# EXERCISE DESCRIPTION
Restate every line of the material, word for word.

# LISTED ENTRIES
───
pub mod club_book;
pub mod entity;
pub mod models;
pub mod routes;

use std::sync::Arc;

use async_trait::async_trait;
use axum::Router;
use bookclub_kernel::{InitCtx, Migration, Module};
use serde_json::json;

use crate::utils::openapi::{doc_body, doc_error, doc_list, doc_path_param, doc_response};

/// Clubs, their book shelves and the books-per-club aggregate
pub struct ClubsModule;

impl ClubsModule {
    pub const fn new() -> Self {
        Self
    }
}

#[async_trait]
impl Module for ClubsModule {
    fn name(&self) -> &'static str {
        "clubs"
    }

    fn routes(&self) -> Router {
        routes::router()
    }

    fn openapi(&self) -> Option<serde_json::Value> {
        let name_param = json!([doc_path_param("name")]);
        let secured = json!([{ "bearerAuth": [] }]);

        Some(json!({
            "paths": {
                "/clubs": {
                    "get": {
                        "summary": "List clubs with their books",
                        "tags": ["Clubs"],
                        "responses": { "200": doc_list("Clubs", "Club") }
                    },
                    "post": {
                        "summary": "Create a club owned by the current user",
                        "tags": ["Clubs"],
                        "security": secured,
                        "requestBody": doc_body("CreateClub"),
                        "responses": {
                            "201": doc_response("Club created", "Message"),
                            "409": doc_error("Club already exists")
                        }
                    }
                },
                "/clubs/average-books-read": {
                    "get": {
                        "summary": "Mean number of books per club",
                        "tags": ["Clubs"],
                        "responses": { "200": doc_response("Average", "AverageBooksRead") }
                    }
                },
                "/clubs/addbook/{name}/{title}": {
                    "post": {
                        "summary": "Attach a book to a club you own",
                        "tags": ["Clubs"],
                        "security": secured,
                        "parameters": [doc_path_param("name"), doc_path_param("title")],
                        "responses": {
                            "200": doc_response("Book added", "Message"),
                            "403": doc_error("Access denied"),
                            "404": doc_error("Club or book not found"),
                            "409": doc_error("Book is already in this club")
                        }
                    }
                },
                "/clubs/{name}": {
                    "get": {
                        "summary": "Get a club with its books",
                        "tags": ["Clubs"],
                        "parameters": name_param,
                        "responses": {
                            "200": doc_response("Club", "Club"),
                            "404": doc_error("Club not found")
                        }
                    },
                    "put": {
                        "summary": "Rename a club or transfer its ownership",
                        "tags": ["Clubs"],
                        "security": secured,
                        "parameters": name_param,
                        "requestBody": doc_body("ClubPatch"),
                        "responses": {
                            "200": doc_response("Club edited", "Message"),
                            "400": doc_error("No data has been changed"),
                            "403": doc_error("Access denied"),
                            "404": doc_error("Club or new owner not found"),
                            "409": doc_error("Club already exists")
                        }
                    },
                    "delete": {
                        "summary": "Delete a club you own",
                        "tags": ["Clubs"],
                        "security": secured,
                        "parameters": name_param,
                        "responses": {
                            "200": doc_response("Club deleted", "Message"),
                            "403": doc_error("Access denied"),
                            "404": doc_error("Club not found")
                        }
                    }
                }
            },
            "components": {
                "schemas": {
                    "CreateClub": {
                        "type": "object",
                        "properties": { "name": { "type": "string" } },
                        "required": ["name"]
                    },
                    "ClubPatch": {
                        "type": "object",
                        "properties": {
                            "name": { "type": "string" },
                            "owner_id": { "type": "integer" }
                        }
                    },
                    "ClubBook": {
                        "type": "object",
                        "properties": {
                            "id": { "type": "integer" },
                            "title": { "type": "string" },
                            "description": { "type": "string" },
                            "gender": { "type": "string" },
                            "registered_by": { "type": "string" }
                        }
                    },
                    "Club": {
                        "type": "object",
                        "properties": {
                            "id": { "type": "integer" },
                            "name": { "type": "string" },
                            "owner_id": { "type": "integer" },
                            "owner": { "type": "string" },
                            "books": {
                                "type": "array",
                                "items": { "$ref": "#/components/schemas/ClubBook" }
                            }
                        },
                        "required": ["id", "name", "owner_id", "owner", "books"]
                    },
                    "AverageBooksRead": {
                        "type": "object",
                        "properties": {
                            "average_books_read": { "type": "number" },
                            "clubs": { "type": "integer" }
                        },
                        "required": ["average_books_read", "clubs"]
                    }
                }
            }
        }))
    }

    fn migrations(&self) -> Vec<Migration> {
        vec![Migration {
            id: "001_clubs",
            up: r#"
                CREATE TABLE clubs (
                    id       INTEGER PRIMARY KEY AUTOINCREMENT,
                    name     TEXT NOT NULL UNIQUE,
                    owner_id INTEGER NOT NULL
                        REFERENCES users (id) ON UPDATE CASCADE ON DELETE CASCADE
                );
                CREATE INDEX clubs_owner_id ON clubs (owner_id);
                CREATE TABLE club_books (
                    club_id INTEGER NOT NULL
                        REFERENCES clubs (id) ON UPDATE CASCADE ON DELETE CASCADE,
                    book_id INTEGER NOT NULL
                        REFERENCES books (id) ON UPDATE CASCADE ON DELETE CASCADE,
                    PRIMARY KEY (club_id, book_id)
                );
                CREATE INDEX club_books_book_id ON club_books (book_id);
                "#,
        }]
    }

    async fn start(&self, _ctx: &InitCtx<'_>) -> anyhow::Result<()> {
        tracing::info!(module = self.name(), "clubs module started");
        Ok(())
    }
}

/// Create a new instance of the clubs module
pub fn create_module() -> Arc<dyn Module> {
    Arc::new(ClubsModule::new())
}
───
# OUTPUT FOR THIS TASK
pub mod club_book;
pub mod entity;
pub mod models;
pub mod routes;

use std::sync::Arc;

use async_trait::async_trait;
use axum::Router;
use bookclub_kernel::{InitCtx, Migration, Module};
use serde_json::json;

use crate::utils::openapi::{doc_body, doc_error, doc_list, doc_path_param, doc_response};

/// Clubs, their book shelves and the books-per-club aggregate
pub struct ClubsModule;

impl ClubsModule {
    pub const fn new() -> Self {
        Self
    }
}

#[async_trait]
impl Module for ClubsModule {
    fn name(&self) -> &'static str {
        "clubs"
    }

    fn routes(&self) -> Router {
        routes::router()
    }

    fn openapi(&self) -> Option<serde_json::Value> {
        let name_param = json!([doc_path_param("name")]);
        let secured = json!([{ "bearerAuth": [] }]);

        Some(json!({
            "paths": {
                "/clubs": {
                    "get": {
                        "summary": "List clubs with their books",
                        "tags": ["Clubs"],
                        "responses": { "200": doc_list("Clubs", "Club") }
                    },
                    "post": {
                        "summary": "Create a club owned by the current user",
                        "tags": ["Clubs"],
                        "security": secured,
                        "requestBody": doc_body("CreateClub"),
                        "responses": {
                            "201": doc_response("Club created", "Message"),
                            "409": doc_error("Club already exists")
                        }
                    }
                },
                "/clubs/average-books-read": {
                    "get": {
                        "summary": "Mean number of books per club",
                        "tags": ["Clubs"],
                        "responses": { "200": doc_response("Average", "AverageBooksRead") }
                    }
                },
                "/clubs/addbook/{name}/{title}": {
                    "post": {
                        "summary": "Attach a book to a club you own",
                        "tags": ["Clubs"],
                        "security": secured,
                        "parameters": [doc_path_param("name"), doc_path_param("title")],
                        "responses": {
                            "200": doc_response("Book added", "Message"),
                            "403": doc_error("Access denied"),
                            "404": doc_error("Club or book not found"),
                            "409": doc_error("Book is already in this club")
                        }
                    }
                },
                "/clubs/{name}": {
                    "get": {
                        "summary": "Get a club with its books",
                        "tags": ["Clubs"],
                        "parameters": name_param,
                        "responses": {
                            "200": doc_response("Club", "Club"),
                            "404": doc_error("Club not found")
                        }
                    },
                    "put": {
                        "summary": "Rename a club or transfer its ownership",
                        "tags": ["Clubs"],
                        "security": secured,
                        "parameters": name_param,
                        "requestBody": doc_body("ClubPatch"),
                        "responses": {
                            "200": doc_response("Club edited", "Message"),
                            "400": doc_error("No data has been changed"),
                            "403": doc_error("Access denied"),
                            "404": doc_error("Club or new owner not found"),
                            "409": doc_error("Club already exists")
                        }
                    },
                    "delete": {
                        "summary": "Delete a club you own",
                        "tags": ["Clubs"],
                        "security": secured,
                        "parameters": name_param,
                        "responses": {
                            "200": doc_response("Club deleted", "Message"),
                            "403": doc_error("Access denied"),
                            "404": doc_error("Club not found")
                        }
                    }
                }
            },
            "components": {
                "schemas": {
                    "CreateClub": {
                        "type": "object",
                        "properties": { "name": { "type": "string" } },
                        "required": ["name"]
                    },
                    "ClubPatch": {
                        "type": "object",
                        "properties": {
                            "name": { "type": "string" },
                            "owner_id": { "type": "integer" }
                        }
                    },
                    "ClubBook": {
                        "type": "object",
                        "properties": {
                            "id": { "type": "integer" },
                            "title": { "type": "string" },
                            "description": { "type": "string" },
                            "gender": { "type": "string" },
                            "registered_by": { "type": "string" }
                        }
                    },
                    "Club": {
                        "type": "object",
                        "properties": {
                            "id": { "type": "integer" },
                            "name": { "type": "string" },
                            "owner_id": { "type": "integer" },
                            "owner": { "type": "string" },
                            "books": {
                                "type": "array",
                                "items": { "$ref": "#/components/schemas/ClubBook" }
                            }
                        },
                        "required": ["id", "name", "owner_id", "owner", "books"]
                    },
                    "AverageBooksRead": {
                        "type": "object",
                        "properties": {
                            "average_books_read": { "type": "number" },
                            "clubs": { "type": "integer" }
                        },
                        "required": ["average_books_read", "clubs"]
                    }
                }
            }
        }))
    }

    fn migrations(&self) -> Vec<Migration> {
        vec![Migration {
            id: "001_clubs",
            up: r#"
                CREATE TABLE clubs (
                    id       INTEGER PRIMARY KEY AUTOINCREMENT,
                    name     TEXT NOT NULL UNIQUE,
                    owner_id INTEGER NOT NULL
                        REFERENCES users (id) ON UPDATE CASCADE ON DELETE CASCADE
                );
                CREATE INDEX clubs_owner_id ON clubs (owner_id);
                CREATE TABLE club_books (
                    club_id INTEGER NOT NULL
                        REFERENCES clubs (id) ON UPDATE CASCADE ON DELETE CASCADE,
                    book_id INTEGER NOT NULL
                        REFERENCES books (id) ON UPDATE CASCADE ON DELETE CASCADE,
                    PRIMARY KEY (club_id, book_id)
                );
                CREATE INDEX club_books_book_id ON club_books (book_id);
                "#,
        }]
    }

    async fn start(&self, _ctx: &InitCtx<'_>) -> anyhow::Result<()> {
        tracing::info!(module = self.name(), "clubs module started");
        Ok(())
    }
}

/// Create a new instance of the clubs module
pub fn create_module() -> Arc<dyn Module> {
    Arc::new(ClubsModule::new())
}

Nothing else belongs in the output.